Ambiente / Varie
L’energia del Piave
Numerose comunità locali del bellunese contestano il sovrasfruttamento idroelettrico delle acque del fiume, dopo la presentazione di ulteriori 3 progetti lungo soli 20 chilometri. “Ci dobbiamo difendere dalle provocazioni. Avete presentato un progetto di centralina sotto il ponte di Santa Caterina che è il simbolo del nostro Comune. Voi pensate che noi lasceremo che il nostro stemma veda comparire anche la vostra barriera?" dice Ezio Orzes, assessore a Ponte nelle Alpi
“Ci dobbiamo difendere dalle provocazioni. Avete presentato un progetto di centralina sotto il ponte di Santa Caterina che è il simbolo del nostro Comune. Voi pensate che noi lasceremo che il nostro stemma veda comparire anche la vostra barriera? Lo avete fatto in modo irrispettoso, venite qui a presentarlo senza nemmeno interloquire con l’amministrazione comunale.
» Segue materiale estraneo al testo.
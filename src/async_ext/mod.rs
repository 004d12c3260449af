//! Async extensions for callback composition (requires the `async` feature).

pub mod future_ext;

pub use future_ext::{AugmentBulkFuture, AugmentFuture, FutureCallbackExt, PassthroughFuture};
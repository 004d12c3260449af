use callback_rail::types::Accumulator;

#[test]
fn test_new_is_empty() {
    let acc: Accumulator<i32> = Accumulator::new();
    assert!(acc.is_empty());
    assert_eq!(acc.len(), 0);
    assert_eq!(acc.get("anything"), None);
}

#[test]
fn test_set_and_get() {
    let acc = Accumulator::new();
    acc.set("make", "volvo");
    acc.set("colour", "blue");

    assert_eq!(acc.len(), 2);
    assert_eq!(acc.get("make"), Some("volvo"));
    assert_eq!(acc.get("colour"), Some("blue"));
    assert_eq!(acc.get("year"), None);
}

#[test]
fn test_replace_keeps_position() {
    let acc = Accumulator::new();
    acc.set("a", 1);
    acc.set("b", 2);
    acc.set("a", 3);

    assert_eq!(acc.len(), 2);
    assert_eq!(acc.get("a"), Some(3));
    assert_eq!(acc.keys(), vec!["a".to_string(), "b".to_string()]);
}

#[test]
fn test_keys_in_insertion_order() {
    let acc = Accumulator::new();
    acc.set("third", 3);
    acc.set("first", 1);
    acc.set("second", 2);

    assert_eq!(
        acc.keys(),
        vec!["third".to_string(), "first".to_string(), "second".to_string()]
    );
}

#[test]
fn test_unset_returns_value() {
    let acc = Accumulator::new();
    acc.set("a", 1);
    acc.set("b", 2);

    assert_eq!(acc.unset("a"), Some(1));
    assert_eq!(acc.unset("a"), None);
    assert_eq!(acc.len(), 1);
    assert!(!acc.contains("a"));
    assert!(acc.contains("b"));
}

#[test]
fn test_unset_missing_key() {
    let acc: Accumulator<i32> = Accumulator::new();
    assert_eq!(acc.unset("ghost"), None);
}

#[test]
fn test_snapshot_copies_fields() {
    let acc = Accumulator::new();
    acc.set("a", 1);
    acc.set("b", 2);

    let snapshot = acc.snapshot();
    acc.set("a", 99);

    assert_eq!(snapshot, vec![("a".to_string(), 1), ("b".to_string(), 2)]);
}

#[test]
fn test_clone_shares_the_underlying_map() {
    let acc = Accumulator::new();
    let view = acc.clone();

    view.set("written_through_view", 1);

    assert!(acc.ptr_eq(&view));
    assert_eq!(acc.get("written_through_view"), Some(1));
}

#[test]
fn test_ptr_eq_distinguishes_independent_accumulators() {
    let left: Accumulator<i32> = [("a", 1)].into_iter().collect();
    let right: Accumulator<i32> = [("a", 1)].into_iter().collect();

    assert!(!left.ptr_eq(&right));
    // Equal contents, different objects.
    assert_eq!(left, right);
}

#[test]
fn test_content_inequality() {
    let left: Accumulator<i32> = [("a", 1)].into_iter().collect();
    let right: Accumulator<i32> = [("a", 2)].into_iter().collect();

    assert_ne!(left, right);
}

#[test]
fn test_from_iterator_later_entries_win() {
    let acc: Accumulator<i32> = [("a", 1), ("b", 2), ("a", 3)].into_iter().collect();

    assert_eq!(acc.len(), 2);
    assert_eq!(acc.get("a"), Some(3));
    assert_eq!(acc.keys(), vec!["a".to_string(), "b".to_string()]);
}

#[test]
fn test_debug_renders_fields() {
    let acc = Accumulator::new();
    acc.set("make", "volvo");

    let rendered = format!("{acc:?}");
    assert!(rendered.contains("make"));
    assert!(rendered.contains("volvo"));
}

#[test]
fn test_default_is_empty() {
    let acc: Accumulator<String> = Accumulator::default();
    assert!(acc.is_empty());
}

#[test]
fn test_grows_past_inline_storage() {
    let acc = Accumulator::new();
    for i in 0..32 {
        acc.set(format!("field_{i}"), i);
    }

    assert_eq!(acc.len(), 32);
    assert_eq!(acc.get("field_31"), Some(31));
}
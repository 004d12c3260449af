//! Failure reporting for produced callbacks.
//!
//! Every factory carries a [`DiagnosticSink`]: a collaborator that receives
//! a report whenever an upstream result arrives on the error channel. The
//! sink is an observable side effect, not part of the control-flow contract;
//! substituting one never changes what a callback forwards downstream.
//!
//! The plain factories use [`DefaultSink`], which emits through `tracing`
//! when that feature is enabled and falls back to standard error under
//! `std`. Tests inject a [`RecordingSink`] and inspect the captured
//! [`DiagnosticRecord`]s instead of scraping process output.

use crate::types::alloc_type::{format, Rc, String, Vec};
use crate::types::FieldMapping;
use core::cell::RefCell;
use core::fmt::Debug;

/// Receives one report per failed upstream result.
///
/// The three methods mirror the three report shapes the factories produce:
/// a failed single-field augmentation carries the destination field name, a
/// failed bulk augmentation carries the full mapping list, and a swallowed
/// passthrough failure carries the error itself. All three include the
/// accumulator's state at the time of failure.
///
/// Methods take `&self` so one sink can be shared across many callbacks;
/// stateful sinks use interior mutability.
pub trait DiagnosticSink {
    /// A single-field augmentation saw an upstream error.
    fn augment_failed(&self, field: &str, state: &dyn Debug);

    /// A bulk augmentation saw an upstream error.
    fn bulk_failed(&self, mappings: &[FieldMapping], state: &dyn Debug);

    /// A passthrough consumed an upstream error without forwarding it.
    fn error_swallowed(&self, error: &dyn Debug, state: &dyn Debug);
}

/// The sink used by the plain factories.
///
/// Emits through `tracing` when the `tracing` feature is enabled,
/// otherwise writes to standard error under `std`. On a bare `no_std`
/// build there is nowhere to report to and reports are discarded; inject a
/// sink of your own if that matters.
#[derive(Debug, Clone, Copy, Default)]
pub struct DefaultSink;

impl DiagnosticSink for DefaultSink {
    fn augment_failed(&self, field: &str, state: &dyn Debug) {
        #[cfg(feature = "tracing")]
        tracing::error!(field = %field, state = ?state, "upstream failed before field could be set");
        #[cfg(all(feature = "std", not(feature = "tracing")))]
        {
            std::eprintln!("err @ {field}");
            std::eprintln!("{state:?}");
        }
        #[cfg(not(feature = "std"))]
        {
            let _ = (field, state);
        }
    }

    fn bulk_failed(&self, mappings: &[FieldMapping], state: &dyn Debug) {
        #[cfg(feature = "tracing")]
        tracing::error!(mappings = ?mappings, state = ?state, "upstream failed before fields could be set");
        #[cfg(all(feature = "std", not(feature = "tracing")))]
        {
            std::eprintln!("err @ {mappings:?}");
            std::eprintln!("{state:?}");
        }
        #[cfg(not(feature = "std"))]
        {
            let _ = (mappings, state);
        }
    }

    fn error_swallowed(&self, error: &dyn Debug, state: &dyn Debug) {
        #[cfg(feature = "tracing")]
        tracing::error!(error = ?error, state = ?state, "upstream error swallowed");
        #[cfg(all(feature = "std", not(feature = "tracing")))]
        {
            std::eprintln!("err {error:?}");
            std::eprintln!("{state:?}");
        }
        #[cfg(not(feature = "std"))]
        {
            let _ = (error, state);
        }
    }
}

/// Discards every report.
#[derive(Debug, Clone, Copy, Default)]
pub struct NullSink;

impl DiagnosticSink for NullSink {
    fn augment_failed(&self, _field: &str, _state: &dyn Debug) {}

    fn bulk_failed(&self, _mappings: &[FieldMapping], _state: &dyn Debug) {}

    fn error_swallowed(&self, _error: &dyn Debug, _state: &dyn Debug) {}
}

/// Console-style sink writing two lines per report to standard error.
#[cfg(feature = "std")]
#[derive(Debug, Clone, Copy, Default)]
pub struct StderrSink;

#[cfg(feature = "std")]
impl DiagnosticSink for StderrSink {
    fn augment_failed(&self, field: &str, state: &dyn Debug) {
        std::eprintln!("err @ {field}");
        std::eprintln!("{state:?}");
    }

    fn bulk_failed(&self, mappings: &[FieldMapping], state: &dyn Debug) {
        std::eprintln!("err @ {mappings:?}");
        std::eprintln!("{state:?}");
    }

    fn error_swallowed(&self, error: &dyn Debug, state: &dyn Debug) {
        std::eprintln!("err {error:?}");
        std::eprintln!("{state:?}");
    }
}

/// One captured report.
///
/// States and errors are rendered with `Debug` at capture time, so records
/// stay inspectable after the accumulator has moved on.
#[derive(Debug, Clone, PartialEq, Eq)]
pub enum DiagnosticRecord {
    AugmentFailed {
        field: String,
        state: String,
    },
    BulkFailed {
        mappings: Vec<FieldMapping>,
        state: String,
    },
    ErrorSwallowed {
        error: String,
        state: String,
    },
}

/// A sink that captures reports for later inspection.
///
/// Cloning yields a handle onto the same record list, so a test can keep
/// one handle while moving the other into a factory.
///
/// # Examples
///
/// ```
/// use callback_rail::diagnostics::{DiagnosticSink, RecordingSink};
///
/// let sink = RecordingSink::new();
/// sink.augment_failed("make", &"state");
/// assert_eq!(sink.len(), 1);
/// ```
#[derive(Debug, Clone, Default)]
pub struct RecordingSink {
    records: Rc<RefCell<Vec<DiagnosticRecord>>>,
}

impl RecordingSink {
    /// Creates an empty recording sink.
    #[inline]
    pub fn new() -> Self {
        Self::default()
    }

    /// Returns a copy of all captured records, oldest first.
    pub fn records(&self) -> Vec<DiagnosticRecord> {
        self.records.borrow().clone()
    }

    /// Removes and returns all captured records.
    pub fn take(&self) -> Vec<DiagnosticRecord> {
        core::mem::take(&mut *self.records.borrow_mut())
    }

    /// Returns the number of captured records.
    #[inline]
    pub fn len(&self) -> usize {
        self.records.borrow().len()
    }

    /// Returns true if nothing has been captured.
    #[inline]
    pub fn is_empty(&self) -> bool {
        self.records.borrow().is_empty()
    }
}

impl DiagnosticSink for RecordingSink {
    fn augment_failed(&self, field: &str, state: &dyn Debug) {
        self.records
            .borrow_mut()
            .push(DiagnosticRecord::AugmentFailed {
                field: field.into(),
                state: format!("{state:?}"),
            });
    }

    fn bulk_failed(&self, mappings: &[FieldMapping], state: &dyn Debug) {
        self.records.borrow_mut().push(DiagnosticRecord::BulkFailed {
            mappings: mappings.to_vec(),
            state: format!("{state:?}"),
        });
    }

    fn error_swallowed(&self, error: &dyn Debug, state: &dyn Debug) {
        self.records
            .borrow_mut()
            .push(DiagnosticRecord::ErrorSwallowed {
                error: format!("{error:?}"),
                state: format!("{state:?}"),
            });
    }
}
Basta con le continue aggressioni al nostro territorio, speculando sui beni comuni”. È con durezza che Ezio Orzes, assessore all’ambiente del comune di Ponte nelle Alpi, accoglie i tecnici giunti il 19 novembre 2015 per un sopralluogo per la costruzione di una centralina idroelettrica sul corso del fiume Piave nel tratto che attraversa il piccolo comune alle porte di Belluno. L’assessore e il sindaco Paolo Vendramini abbandoneranno poi la presentazione, lasciando nell’aula del comune solo i tecnici e i pochi giornalisti presenti. Fuori, qualche decina di poliziotti, numero esagerato, soprattutto per contestazioni che non ci sono state. Il sopralluogo di Ponte nelle Alpi era stato inizialmente annullato proprio per il timore di proteste. Pochi giorni prima, il 12 novembre, a Limana, a pochi chilometri da Ponte nelle Alpi, i tecnici privati e quelli del Genio Civile erano stati pesantemente criticati dai comitati che si occupano di acqua, per l’ennesimo progetto di centralina idroelettrica.
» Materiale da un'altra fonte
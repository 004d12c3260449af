//! Future adapters expressing the callback policies over `Result` futures.
//!
//! These adapters apply the same merge-and-forward semantics as the
//! callback factories, but at `.await` boundaries instead of callback
//! boundaries. The error policies carry over unchanged: augmentation
//! adapters forward the error to the caller, the passthrough adapter
//! swallows it after reporting and resolves to `None`.
//!
//! # Example
//!
//! ```rust,ignore
//! use callback_rail::async_ext::FutureCallbackExt;
//! use callback_rail::types::Accumulator;
//!
//! async fn load_profile() -> Option<Accumulator<String>> {
//!     let profile: Accumulator<String> = Accumulator::new();
//!
//!     fetch_display_name()
//!         .augment_into(profile.clone(), "display_name")
//!         .await
//!         .ok()
//! }
//! ```

use core::fmt::Debug;
use core::future::Future;
use core::pin::Pin;
use core::task::{Context, Poll};

use pin_project_lite::pin_project;

use crate::diagnostics::{DefaultSink, DiagnosticSink};
use crate::types::alloc_type::{String, Vec};
use crate::types::{Accumulator, FieldMapping, MappingVec};

/// Extension trait adding accumulator composition to `Result` futures.
pub trait FutureCallbackExt<T, E>: Future<Output = Result<T, E>> + Sized {
    /// Stores the future's success value on `accumulator` under `field`.
    ///
    /// Resolves to `Ok` of the same accumulator handle after the mutation,
    /// or reports and forwards the error.
    fn augment_into<K>(
        self,
        accumulator: Accumulator<T>,
        field: K,
    ) -> AugmentFuture<Self, T, DefaultSink>
    where
        K: Into<String>,
    {
        self.augment_into_with(accumulator, field, DefaultSink)
    }

    /// [`augment_into`](FutureCallbackExt::augment_into) with an explicit
    /// [`DiagnosticSink`].
    fn augment_into_with<K, S>(
        self,
        accumulator: Accumulator<T>,
        field: K,
        sink: S,
    ) -> AugmentFuture<Self, T, S>
    where
        K: Into<String>,
        S: DiagnosticSink,
    {
        AugmentFuture {
            inner: self,
            accumulator,
            field: field.into(),
            sink,
        }
    }

    /// Projects slots of the future's sequence-shaped success value onto
    /// named accumulator fields, in mapping order.
    fn augment_bulk_into<V, M>(
        self,
        accumulator: Accumulator<V>,
        mappings: M,
    ) -> AugmentBulkFuture<Self, V, DefaultSink>
    where
        Self: Future<Output = Result<Vec<V>, E>>,
        M: IntoIterator,
        M::Item: Into<FieldMapping>,
    {
        self.augment_bulk_into_with(accumulator, mappings, DefaultSink)
    }

    /// [`augment_bulk_into`](FutureCallbackExt::augment_bulk_into) with an
    /// explicit [`DiagnosticSink`].
    fn augment_bulk_into_with<V, M, S>(
        self,
        accumulator: Accumulator<V>,
        mappings: M,
        sink: S,
    ) -> AugmentBulkFuture<Self, V, S>
    where
        Self: Future<Output = Result<Vec<V>, E>>,
        M: IntoIterator,
        M::Item: Into<FieldMapping>,
        S: DiagnosticSink,
    {
        AugmentBulkFuture {
            inner: self,
            accumulator,
            mappings: mappings.into_iter().map(Into::into).collect(),
            sink,
        }
    }

    /// Resolves to the untouched accumulator on success; reports and
    /// swallows the error, resolving to `None`, on failure.
    ///
    /// The future's success value is discarded; only the error channel is
    /// consulted.
    fn passthrough_into<V>(
        self,
        accumulator: Accumulator<V>,
    ) -> PassthroughFuture<Self, V, DefaultSink> {
        self.passthrough_into_with(accumulator, DefaultSink)
    }

    /// [`passthrough_into`](FutureCallbackExt::passthrough_into) with an
    /// explicit [`DiagnosticSink`].
    fn passthrough_into_with<V, S>(
        self,
        accumulator: Accumulator<V>,
        sink: S,
    ) -> PassthroughFuture<Self, V, S>
    where
        S: DiagnosticSink,
    {
        PassthroughFuture {
            inner: self,
            accumulator,
            sink,
        }
    }
}

impl<F, T, E> FutureCallbackExt<T, E> for F where F: Future<Output = Result<T, E>> {}

pin_project! {
    /// Future created by [`FutureCallbackExt::augment_into`].
    #[must_use = "futures do nothing unless polled"]
    pub struct AugmentFuture<F, V, S> {
        #[pin]
        inner: F,
        accumulator: Accumulator<V>,
        field: String,
        sink: S,
    }
}

impl<F, V, E, S> Future for AugmentFuture<F, V, S>
where
    F: Future<Output = Result<V, E>>,
    V: Debug,
    S: DiagnosticSink,
{
    type Output = Result<Accumulator<V>, E>;

    fn poll(self: Pin<&mut Self>, cx: &mut Context<'_>) -> Poll<Self::Output> {
        let this = self.project();

        match this.inner.poll(cx) {
            Poll::Ready(Ok(value)) => {
                this.accumulator.set(this.field.clone(), value);
                Poll::Ready(Ok(this.accumulator.clone()))
            }
            Poll::Ready(Err(error)) => {
                this.sink.augment_failed(this.field, &*this.accumulator);
                Poll::Ready(Err(error))
            }
            Poll::Pending => Poll::Pending,
        }
    }
}

pin_project! {
    /// Future created by [`FutureCallbackExt::augment_bulk_into`].
    #[must_use = "futures do nothing unless polled"]
    pub struct AugmentBulkFuture<F, V, S> {
        #[pin]
        inner: F,
        accumulator: Accumulator<V>,
        mappings: MappingVec,
        sink: S,
    }
}

impl<F, V, E, S> Future for AugmentBulkFuture<F, V, S>
where
    F: Future<Output = Result<Vec<V>, E>>,
    V: Clone + Debug,
    S: DiagnosticSink,
{
    type Output = Result<Accumulator<V>, E>;

    fn poll(self: Pin<&mut Self>, cx: &mut Context<'_>) -> Poll<Self::Output> {
        let this = self.project();

        match this.inner.poll(cx) {
            Poll::Ready(Ok(values)) => {
                for mapping in this.mappings.iter() {
                    match values.get(mapping.index) {
                        Some(value) => this.accumulator.set(mapping.key.clone(), value.clone()),
                        None => {
                            this.accumulator.unset(&mapping.key);
                        }
                    }
                }
                Poll::Ready(Ok(this.accumulator.clone()))
            }
            Poll::Ready(Err(error)) => {
                this.sink.bulk_failed(this.mappings, &*this.accumulator);
                Poll::Ready(Err(error))
            }
            Poll::Pending => Poll::Pending,
        }
    }
}

pin_project! {
    /// Future created by [`FutureCallbackExt::passthrough_into`].
    #[must_use = "futures do nothing unless polled"]
    pub struct PassthroughFuture<F, V, S> {
        #[pin]
        inner: F,
        accumulator: Accumulator<V>,
        sink: S,
    }
}

impl<F, T, E, V, S> Future for PassthroughFuture<F, V, S>
where
    F: Future<Output = Result<T, E>>,
    V: Debug,
    E: Debug,
    S: DiagnosticSink,
{
    type Output = Option<Accumulator<V>>;

    fn poll(self: Pin<&mut Self>, cx: &mut Context<'_>) -> Poll<Self::Output> {
        let this = self.project();

        match this.inner.poll(cx) {
            Poll::Ready(Ok(_)) => Poll::Ready(Some(this.accumulator.clone())),
            Poll::Ready(Err(error)) => {
                this.sink.error_swallowed(&error, &*this.accumulator);
                Poll::Ready(None)
            }
            Poll::Pending => Poll::Pending,
        }
    }
}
Quello di Ponte nelle Alpi è il terzo di tre progetti molto simili presentati dalla Reggelbergbau, azienda di costruzioni altoatesina con una ventina di dipendenti di proprietà della famiglia Brunner, le cui domande di derivazione presso l’Autorità di bacino competente per la Piave risalgono al marzo 2015. Gli impianti sono progettati dallo studio Zollet (di Santa Giustina, BL), che ha già realizzato alcuni impianti su queste acque.
Le tre centraline dovrebbero sorgere a poca distanza l’una dall’altra, a Ponte nelle Alpi, a Belluno (sotto il Ponte della Vittoria, uno dei simboli della città) e appunto a Limana, in un tratto di fiume che non supera i 20 chilometri.
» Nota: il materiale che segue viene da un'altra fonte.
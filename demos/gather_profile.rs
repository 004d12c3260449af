//! Gather several "asynchronous" lookups into one profile object.
//!
//! The sources here are plain functions that invoke their callback
//! immediately; in real code they would be I/O completions delivered by an
//! event loop.

use callback_rail::prelude::*;

fn fetch_display_name<C>(mut deliver: C)
where
    C: Continuation<String, &'static str>,
{
    deliver.resume(Ok("Ada Lovelace".to_string()));
}

fn fetch_roles<C>(mut deliver: C)
where
    C: Continuation<Vec<String>, &'static str>,
{
    deliver.resume(Ok(vec!["admin".to_string(), "author".to_string()]));
}

fn record_visit<C>(mut deliver: C)
where
    C: Continuation<(), &'static str>,
{
    // Fails, so the passthrough below reports and swallows it.
    deliver.resume(Err("audit log unavailable"));
}

fn main() {
    let profile: Accumulator<String> = Accumulator::new();
    profile.set("user_id", "42".to_string());

    fetch_display_name(augment(
        profile.clone(),
        "display_name",
        |outcome: Result<Accumulator<String>, &str>| {
            println!("after display name: {:?}", outcome.unwrap().keys());
        },
    ));

    fetch_roles(augment_bulk(
        profile.clone(),
        mappings![0 => "primary_role", 1 => "secondary_role"],
        |outcome: Result<Accumulator<String>, &str>| {
            println!("after roles: {:?}", outcome.unwrap().keys());
        },
    ));

    record_visit(passthrough(
        profile.clone(),
        |_: Result<Accumulator<String>, &str>| {
            println!("this line never prints: the audit error stops upstream");
        },
    ));

    println!("final profile: {profile:?}");
}
use crate::types::alloc_type::String;
use core::fmt::Display;

#[cfg(feature = "serde")]
use serde::{Deserialize, Serialize};

/// One (source index, destination key) pair of a bulk projection.
///
/// The index selects a slot of a sequence-shaped upstream result; the key
/// names the accumulator field that receives it.
#[derive(Debug, Clone, PartialEq, Eq, Hash)]
#[cfg_attr(feature = "serde", derive(Serialize, Deserialize))]
pub struct FieldMapping {
    pub index: usize,
    pub key: String,
}

impl FieldMapping {
    #[inline]
    pub fn new<K: Into<String>>(index: usize, key: K) -> Self {
        Self {
            index,
            key: key.into(),
        }
    }
}

impl<K: Into<String>> From<(usize, K)> for FieldMapping {
    #[inline]
    fn from((index, key): (usize, K)) -> Self {
        Self::new(index, key)
    }
}

impl Display for FieldMapping {
    fn fmt(&self, f: &mut core::fmt::Formatter<'_>) -> core::fmt::Result {
        write!(f, "{} -> {}", self.index, self.key)
    }
}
Vista la difficoltà a parlare con i progettisti (nonché di reperire i materiali depositati), il progetto ce lo spiega Michela Rossato, assessore ai Lavori pubblici del comune di Limana. “Anche noi Comuni abbiamo fatto richiesta di copia degli atti al Genio Civile richiesta, ma ce l’hanno negata -racconta-, per cui siamo stati costretti a valutarlo solo il giorno del sopralluogo. La tecnologia utilizzata sui tre bacini si chiama rubber dam, consiste in piccole dighe gonfiabili, costituite da un piede fissato al suolo in cemento armato e una parte mobile che crea il salto idraulico. Non si tratta di un vero e proprio sbarramento, le dighe gonfiandosi dovrebbero convogliare l’acqua verso le turbine che poi verrebbe reimmessa nel fiume. Per noi è pericoloso: il livello della Piave si alza, creando una sorta di lago. Noi siamo quelli più a valle, quindi in caso di piena siamo quelli più a rischio. Si tratta di centraline sotto il megawatt, so che il progetto (che costa 5 milioni di euro) prevede anche una cabina di trasformazione”.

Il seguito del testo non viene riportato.